== EXERCISE DATA
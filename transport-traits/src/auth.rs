//! Bearer-Token Provision
//!
//! The OAuth layer lives outside this workspace; components that call
//! authenticated endpoints consume it through this trait. Tokens are
//! requested per call so long-running transfers pick up refreshed
//! credentials without restarting.

use async_trait::async_trait;

use crate::error::Result;

/// Supplies the current bearer token for the publishing platform.
#[async_trait]
pub trait TokenProvider: Send + Sync {
    /// Current access token, refreshed by the implementation as needed.
    ///
    /// # Errors
    ///
    /// Returns an error if no valid token can be produced (e.g. the
    /// refresh flow failed).
    async fn access_token(&self) -> Result<String>;
}

/// A fixed token, for tests and short-lived command invocations where
/// the caller has already completed the auth flow.
pub struct StaticTokenProvider {
    token: String,
}

impl StaticTokenProvider {
    pub fn new(token: impl Into<String>) -> Self {
        Self {
            token: token.into(),
        }
    }
}

#[async_trait]
impl TokenProvider for StaticTokenProvider {
    async fn access_token(&self) -> Result<String> {
        Ok(self.token.clone())
    }
}

#[cfg(test)]
mod tests {
    use super::*;

    #[tokio::test]
    async fn test_static_token() {
        let provider = StaticTokenProvider::new("abc");
        assert_eq!(provider.access_token().await.unwrap(), "abc");
    }
}
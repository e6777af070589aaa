//! Longest Common Subsequence
//!
//! Standard O(n·m) dynamic-programming table, backtracked to an
//! explicit matching rather than just a length: the reconciler needs
//! to know *which* occurrences survive, not how many.

/// Compute the LCS of `left` and `right` as matched index pairs,
/// ascending in both components.
pub fn lcs_matches<T: PartialEq>(left: &[T], right: &[T]) -> Vec<(usize, usize)> {
    let n = left.len();
    let m = right.len();

    // table[i][j] = LCS length of left[i..] and right[j..]
    let mut table = vec![vec![0usize; m + 1]; n + 1];
    for i in (0..n).rev() {
        for j in (0..m).rev() {
            table[i][j] = if left[i] == right[j] {
                table[i + 1][j + 1] + 1
            } else {
                table[i + 1][j].max(table[i][j + 1])
            };
        }
    }

    let mut matches = Vec::with_capacity(table[0][0]);
    let (mut i, mut j) = (0, 0);
    while i < n && j < m {
        if left[i] == right[j] {
            matches.push((i, j));
            i += 1;
            j += 1;
        } else if table[i + 1][j] >= table[i][j + 1] {
            i += 1;
        } else {
            j += 1;
        }
    }

    matches
}
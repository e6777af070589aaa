//! # Transport Traits
//!
//! Injected abstractions shared by the publishing pipeline crates.
//!
//! ## Overview
//!
//! This crate defines the contract between the pipeline core and its
//! external collaborators. Nothing here talks to the network itself;
//! concrete implementations are injected at construction time so that no
//! component depends on a process-wide client singleton.
//!
//! ## Traits
//!
//! - [`HttpClient`](http::HttpClient) - async HTTP operations with retry
//!   and streaming downloads
//! - [`TokenProvider`](auth::TokenProvider) - bearer tokens for the
//!   publishing platform (the OAuth layer is out of scope and consumed
//!   through this trait)
//! - [`ChunkSource`](source::ChunkSource) - a byte-addressable input for
//!   the transfer engine
//! - [`RangeFetcher`](source::RangeFetcher) - the provider-specific half
//!   of a remote chunk source
//!
//! ## Error Handling
//!
//! All traits use the [`TransportError`](error::TransportError) type.
//! Implementations should convert their internal errors to
//! `TransportError` and include actionable context (URLs, offsets,
//! status codes).

pub mod auth;
pub mod error;
pub mod http;
pub mod source;

pub use auth::{StaticTokenProvider, TokenProvider};
pub use error::TransportError;
pub use http::{HttpClient, HttpMethod, HttpRequest, HttpResponse, RetryPolicy};
pub use source::{ChunkSource, RangeFetcher};
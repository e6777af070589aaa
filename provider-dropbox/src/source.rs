//! Dropbox range fetcher
//!
//! Implements the `RangeFetcher` trait over the Dropbox HTTP API.
//! Dropbox splits its surface between an RPC host (JSON bodies) and a
//! content host (payload in the response body, arguments in the
//! `Dropbox-API-Arg` header).

use async_trait::async_trait;
use std::sync::Arc;
use tracing::{debug, instrument};
use transport_traits::auth::TokenProvider;
use transport_traits::error::{Result, TransportError};
use transport_traits::http::{HttpClient, HttpMethod, HttpRequest, RetryPolicy};
use transport_traits::source::RangeFetcher;

use crate::error::DropboxError;
use crate::types::{DownloadArg, GetMetadataArg, Metadata};

/// Dropbox RPC endpoint host
const API_BASE: &str = "https://api.dropboxapi.com/2";

/// Dropbox content endpoint host
const CONTENT_BASE: &str = "https://content.dropboxapi.com/2";

/// Range fetcher over one Dropbox file path.
pub struct DropboxRangeFetcher {
    /// HTTP client for API requests
    http: Arc<dyn HttpClient>,

    /// Bearer-token source for the Dropbox app
    tokens: Arc<dyn TokenProvider>,

    /// Dropbox path, e.g. `/expeditions/ep01.mp4`
    path: String,

    /// Cached descriptor, `dropbox:<path>`
    descriptor: String,
}

impl DropboxRangeFetcher {
    pub fn new(
        http: Arc<dyn HttpClient>,
        tokens: Arc<dyn TokenProvider>,
        path: impl Into<String>,
    ) -> Self {
        let path = path.into();
        let descriptor = format!("dropbox:{}", path);
        Self {
            http,
            tokens,
            path,
            descriptor,
        }
    }
}

#[async_trait]
impl RangeFetcher for DropboxRangeFetcher {
    fn descriptor(&self) -> &str {
        &self.descriptor
    }

    #[instrument(skip(self), fields(path = %self.path))]
    async fn content_length(&mut self) -> Result<u64> {
        let token = self.tokens.access_token().await?;
        let request = HttpRequest::new(HttpMethod::Post, format!("{}/files/get_metadata", API_BASE))
            .bearer_token(token)
            .json(&GetMetadataArg { path: &self.path })?;

        let response = self
            .http
            .execute_with_retry(request, RetryPolicy::default())
            .await?;

        if !response.is_success() {
            return Err(DropboxError::ApiError {
                status_code: response.status,
                message: response.text_lossy(),
            }
            .into());
        }

        let metadata: Metadata = response
            .json()
            .map_err(|e| DropboxError::ParseError(format!("file metadata: {}", e)))?;

        if metadata.tag != "file" {
            return Err(DropboxError::NotAFile {
                path: self.path.clone(),
                tag: metadata.tag,
            }
            .into());
        }

        let size = metadata.size.ok_or_else(|| {
            DropboxError::ParseError("file metadata carried no size".to_string())
        })?;

        debug!(size, "resolved Dropbox content length");
        Ok(size)
    }

    async fn open_from(
        &mut self,
        offset: u64,
    ) -> Result<Box<dyn tokio::io::AsyncRead + Send + Unpin>> {
        let token = self.tokens.access_token().await?;
        let arg = serde_json::to_string(&DownloadArg { path: &self.path })
            .map_err(|e| TransportError::OperationFailed(format!("encoding download arg: {}", e)))?;

        let request = HttpRequest::new(HttpMethod::Post, format!("{}/files/download", CONTENT_BASE))
            .bearer_token(token)
            .header("Dropbox-API-Arg", arg)
            .header("Range", format!("bytes={}-", offset));

        debug!(path = %self.path, offset, "opening Dropbox download");
        self.http.download_stream(request).await
    }
}

#[cfg(test)]
mod tests {
    use super::*;
    use bytes::Bytes;
    use mockall::mock;
    use std::collections::HashMap;
    use tokio::io::AsyncReadExt;
    use transport_traits::auth::StaticTokenProvider;
    use transport_traits::http::HttpResponse;

    mock! {
        Http {}

        #[async_trait]
        impl HttpClient for Http {
            async fn execute(&self, request: HttpRequest) -> Result<HttpResponse>;
            async fn execute_with_retry(
                &self,
                request: HttpRequest,
                policy: RetryPolicy,
            ) -> Result<HttpResponse>;
            async fn download_stream(
                &self,
                request: HttpRequest,
            ) -> Result<Box<dyn tokio::io::AsyncRead + Send + Unpin>>;
        }
    }

    fn fetcher(http: MockHttp) -> DropboxRangeFetcher {
        DropboxRangeFetcher::new(
            Arc::new(http),
            Arc::new(StaticTokenProvider::new("token")),
            "/clips/ep01.mp4",
        )
    }

    #[tokio::test]
    async fn test_content_length_of_file() {
        let mut http = MockHttp::new();
        http.expect_execute_with_retry()
            .times(1)
            .returning(|request, _| {
                assert!(request.url.ends_with("/files/get_metadata"));
                assert_eq!(
                    request.headers.get("Content-Type"),
                    Some(&"application/json".to_string())
                );
                Ok(HttpResponse {
                    status: 200,
                    headers: HashMap::new(),
                    body: Bytes::from(r#"{".tag": "file", "size": 4096}"#),
                })
            });

        let mut fetcher = fetcher(http);
        assert_eq!(fetcher.content_length().await.unwrap(), 4096);
    }

    #[tokio::test]
    async fn test_content_length_rejects_folders() {
        let mut http = MockHttp::new();
        http.expect_execute_with_retry().times(1).returning(|_, _| {
            Ok(HttpResponse {
                status: 200,
                headers: HashMap::new(),
                body: Bytes::from(r#"{".tag": "folder"}"#),
            })
        });

        let mut fetcher = fetcher(http);
        assert!(fetcher.content_length().await.is_err());
    }

    #[tokio::test]
    async fn test_open_from_uses_content_host_and_range() {
        let mut http = MockHttp::new();
        http.expect_download_stream().times(1).returning(|request| {
            assert!(request.url.starts_with(CONTENT_BASE));
            assert_eq!(
                request.headers.get("Dropbox-API-Arg"),
                Some(&r#"{"path":"/clips/ep01.mp4"}"#.to_string())
            );
            assert_eq!(request.headers.get("Range"), Some(&"bytes=512-".to_string()));
            Ok(Box::new(std::io::Cursor::new(b"payload".to_vec()))
                as Box<dyn tokio::io::AsyncRead + Send + Unpin>)
        });

        let mut fetcher = fetcher(http);
        let mut stream = fetcher.open_from(512).await.unwrap();

        let mut out = Vec::new();
        stream.read_to_end(&mut out).await.unwrap();
        assert_eq!(out, b"payload");
    }
}
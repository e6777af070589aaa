//! Error types for the Google Drive provider

use thiserror::Error;

/// Google Drive provider errors
#[derive(Error, Debug)]
pub enum GoogleDriveError {
    /// API request returned an error
    #[error("Google Drive API error (status {status_code}): {message}")]
    ApiError { status_code: u16, message: String },

    /// Failed to parse an API response
    #[error("Failed to parse API response: {0}")]
    ParseError(String),

    /// The file exists but has no byte size (e.g. a folder or a
    /// Google-native document)
    #[error("File {file_id} has no content size")]
    NotDownloadable { file_id: String },

    /// Transport error
    #[error(transparent)]
    Transport(#[from] transport_traits::error::TransportError),
}

/// Result type for Google Drive operations
pub type Result<T> = std::result::Result<T, GoogleDriveError>;

impl From<GoogleDriveError> for transport_traits::error::TransportError {
    fn from(error: GoogleDriveError) -> Self {
        match error {
            GoogleDriveError::ApiError {
                status_code,
                message,
            } => transport_traits::error::TransportError::Status {
                status: status_code,
                detail: message,
            },
            GoogleDriveError::Transport(e) => e,
            other => transport_traits::error::TransportError::OperationFailed(other.to_string()),
        }
    }
}
//! Response Classification
//!
//! One canonical table maps a transport status to what the transfer
//! loop should do next. The same table serves the zero-length status
//! probe and the chunk PUT path; the provider's contract does not
//! distinguish them.

/// Outcome class of one resumable-upload response.
#[derive(Debug, Clone, Copy, PartialEq, Eq)]
pub enum ResponseKind {
    /// The resource now exists; the transfer is finished.
    Completed,
    /// The session is alive and expects more bytes.
    Resumable,
    /// The session is dead; resending the same bytes will not help.
    PermanentFailure,
}

/// Classify a resumable-upload response status.
///
/// 201 is the only terminal success: the provider answers it once the
/// full content is stored. 200 acknowledges an intermediate probe or
/// chunk and never means done. 308 is the documented "resume
/// incomplete" status, and the 5xx transients keep the session alive
/// for a later retry.
pub fn classify(status: u16) -> ResponseKind {
    match status {
        201 => ResponseKind::Completed,
        200 | 308 | 500 | 502 | 503 | 504 => ResponseKind::Resumable,
        _ => ResponseKind::PermanentFailure,
    }
}

#[cfg(test)]
mod tests {
    use super::*;

    #[test]
    fn test_created_is_completed() {
        assert_eq!(classify(201), ResponseKind::Completed);
    }

    #[test]
    fn test_intermediate_acks_are_resumable() {
        for status in [200, 308, 500, 502, 503, 504] {
            assert_eq!(classify(status), ResponseKind::Resumable, "status {status}");
        }
    }

    #[test]
    fn test_everything_else_is_permanent() {
        for status in [301, 400, 401, 403, 404, 410, 501, 505] {
            assert_eq!(
                classify(status),
                ResponseKind::PermanentFailure,
                "status {status}"
            );
        }
    }
}
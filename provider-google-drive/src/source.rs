//! Google Drive range fetcher
//!
//! Implements the `RangeFetcher` trait for Google Drive API v3.

use async_trait::async_trait;
use std::sync::Arc;
use tracing::{debug, instrument};
use transport_traits::auth::TokenProvider;
use transport_traits::error::Result;
use transport_traits::http::{HttpClient, HttpMethod, HttpRequest, RetryPolicy};
use transport_traits::source::RangeFetcher;

use crate::error::GoogleDriveError;
use crate::types::DriveFileSize;

/// Google Drive API base URL
const DRIVE_API_BASE: &str = "https://www.googleapis.com/drive/v3";

/// Range fetcher over one Drive file.
///
/// The metadata lookup goes through the client's retry path; the
/// download stream is opened once per transfer and must be consumed
/// sequentially (the caller enforces contiguity).
pub struct DriveRangeFetcher {
    /// HTTP client for API requests
    http: Arc<dyn HttpClient>,

    /// Bearer-token source with `drive.readonly` scope
    tokens: Arc<dyn TokenProvider>,

    /// Drive file id
    file_id: String,

    /// Cached descriptor, `drive:<file_id>`
    descriptor: String,
}

impl DriveRangeFetcher {
    pub fn new(
        http: Arc<dyn HttpClient>,
        tokens: Arc<dyn TokenProvider>,
        file_id: impl Into<String>,
    ) -> Self {
        let file_id = file_id.into();
        let descriptor = format!("drive:{}", file_id);
        Self {
            http,
            tokens,
            file_id,
            descriptor,
        }
    }

    fn metadata_url(&self) -> String {
        format!(
            "{}/files/{}?fields=size",
            DRIVE_API_BASE,
            urlencoding::encode(&self.file_id)
        )
    }

    fn download_url(&self) -> String {
        format!(
            "{}/files/{}?alt=media",
            DRIVE_API_BASE,
            urlencoding::encode(&self.file_id)
        )
    }
}

#[async_trait]
impl RangeFetcher for DriveRangeFetcher {
    fn descriptor(&self) -> &str {
        &self.descriptor
    }

    #[instrument(skip(self), fields(file_id = %self.file_id))]
    async fn content_length(&mut self) -> Result<u64> {
        let token = self.tokens.access_token().await?;
        let request = HttpRequest::new(HttpMethod::Get, self.metadata_url())
            .bearer_token(token)
            .header("Accept", "application/json");

        let response = self
            .http
            .execute_with_retry(request, RetryPolicy::default())
            .await?;

        if !response.is_success() {
            return Err(GoogleDriveError::ApiError {
                status_code: response.status,
                message: response.text_lossy(),
            }
            .into());
        }

        let file: DriveFileSize = response.json().map_err(|e| {
            GoogleDriveError::ParseError(format!("file metadata: {}", e))
        })?;

        let size = file
            .size
            .ok_or_else(|| GoogleDriveError::NotDownloadable {
                file_id: self.file_id.clone(),
            })?
            .parse()
            .map_err(|e| GoogleDriveError::ParseError(format!("size field: {}", e)))?;

        debug!(size, "resolved Drive content length");
        Ok(size)
    }

    async fn open_from(
        &mut self,
        offset: u64,
    ) -> Result<Box<dyn tokio::io::AsyncRead + Send + Unpin>> {
        let token = self.tokens.access_token().await?;
        let request = HttpRequest::new(HttpMethod::Get, self.download_url())
            .bearer_token(token)
            .header("Range", format!("bytes={}-", offset));

        debug!(file_id = %self.file_id, offset, "opening Drive download");
        self.http.download_stream(request).await
    }
}
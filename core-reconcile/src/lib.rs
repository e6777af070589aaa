//! # Ordered-Collection Reconciliation
//!
//! Brings a remote ordered collection (a playlist) into agreement with
//! a locally computed desired ordering, using a minimal edit script
//! derived from a Longest Common Subsequence.
//!
//! ## Overview
//!
//! The observed ordering is fetched fresh from the remote before every
//! reconciliation, an edit script of deletes and inserts is computed,
//! and the script is applied with all deletes strictly before any
//! insert. The script is minimal: every element present and correctly
//! ordered on both sides is left untouched.
//!
//! Application is not atomic against the remote service. A failed call
//! aborts the remainder of that collection's script, and rerunning
//! `reconcile` is always safe because the plan is recomputed from the
//! then-current observed state.

pub mod error;
pub mod lcs;
pub mod reconciler;
pub mod script;

pub use error::{ReconcileError, Result};
pub use reconciler::{CollectionApi, PlaylistReconciler, ReconcilePlan};
pub use script::{compute_script, CollectionItem, EditOp, EditScript};
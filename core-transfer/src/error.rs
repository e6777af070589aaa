use thiserror::Error;
use transport_traits::error::TransportError;

#[derive(Error, Debug)]
pub enum TransferError {
    #[error("upload already in progress")]
    AlreadyInProgress,

    #[error("no upload in progress")]
    NotInProgress,

    #[error("content is empty")]
    EmptyContent,

    #[error("bound source {bound} does not match persisted session source {persisted}")]
    SourceMismatch { bound: String, persisted: String },

    #[error("failed to initiate upload (status {status}): {detail}")]
    InitiateRejected { status: u16, detail: String },

    #[error("upload permanently rejected (status {status}): {detail}")]
    Rejected { status: u16, detail: String },

    #[error("initiation response carried no session URL")]
    MissingSessionUrl,

    #[error("invalid Range header: {0}")]
    InvalidRangeHeader(String),

    #[error("transfer ended without a completion acknowledgement")]
    MissingCompletion,

    #[error("transfer cancelled")]
    Cancelled,

    #[error("decoding published resource: {0}")]
    Decode(#[from] serde_json::Error),

    #[error("session state store: {0}")]
    State(String),

    #[error(transparent)]
    Transport(#[from] TransportError),
}

pub type Result<T> = std::result::Result<T, TransferError>;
====
## EXERCISE GOAL
The answer must consist of every line above that holds the string "resolved", copied exactly.

## WRITTEN REPLY
        debug!(size, "resolved Dropbox content length");
        debug!(size, "resolved Drive content length");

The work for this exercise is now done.